# Aim of the exercise
Count the lines below that contain the word "labelled". Give only the number.
*** Begin section ***
//! Prometheus metrics for HTTP traffic.
//!
//! This module provides:
//! - Request counters labelled by route, method and status
//! - Request latency histograms labelled by route
//! - An optional exporter on its own listener, separate from the API router

use std::net::SocketAddr;
use std::time::Instant;

use axum::{
    extract::{MatchedPath, Request},
    middleware::Next,
    response::Response,
};
use metrics::{counter, describe_counter, describe_histogram, histogram};
use metrics_exporter_prometheus::PrometheusBuilder;
use tracing::{debug, info};

use crate::error::Result;

// === Metric Name Constants ===

/// HTTP request latency metric name.
pub const METRIC_HTTP_REQUEST_LATENCY: &str = "http_request_latency_ms";
/// HTTP requests counter metric name.
pub const METRIC_HTTP_REQUESTS: &str = "http_requests_total";

/// Initialize all metric descriptions.
/// Call this once at startup to register metrics with descriptions.
pub fn init_metrics() {
    describe_histogram!(
        METRIC_HTTP_REQUEST_LATENCY,
        "HTTP request latency in milliseconds"
    );
    describe_counter!(METRIC_HTTP_REQUESTS, "Total number of HTTP requests served");

    debug!("Metrics initialized");
}

/// Install the Prometheus recorder and serve it on `addr`.
///
/// Must be called from within a tokio runtime.
pub fn install_exporter(addr: SocketAddr) -> Result<()> {
    PrometheusBuilder::new().with_http_listener(addr).install()?;
    info!("Prometheus exporter listening on {}", addr);
    Ok(())
}

/// Record HTTP request latency.
pub fn record_http_latency(start: Instant, endpoint: &str) {
    let latency_ms = start.elapsed().as_secs_f64() * 1000.0;
    histogram!(METRIC_HTTP_REQUEST_LATENCY, "endpoint" => endpoint.to_string()).record(latency_ms);
}

/// Increment the request counter.
pub fn inc_http_requests(endpoint: &str, method: &str, status: u16) {
    counter!(
        METRIC_HTTP_REQUESTS,
        "endpoint" => endpoint.to_string(),
        "method" => method.to_string(),
        "status" => status.to_string()
    )
    .increment(1);
}

/// Route-layer middleware timing every matched request, labelled by route
/// template.
pub async fn track_http_requests(matched: MatchedPath, request: Request, next: Next) -> Response {
    let start = Instant::now();
    let endpoint = matched.as_str().to_string();
    let method = request.method().clone();

    let response = next.run(request).await;

    record_http_latency(start, &endpoint);
    inc_http_requests(&endpoint, method.as_str(), response.status().as_u16());
    response
}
*** End section ***
# Output for this task
3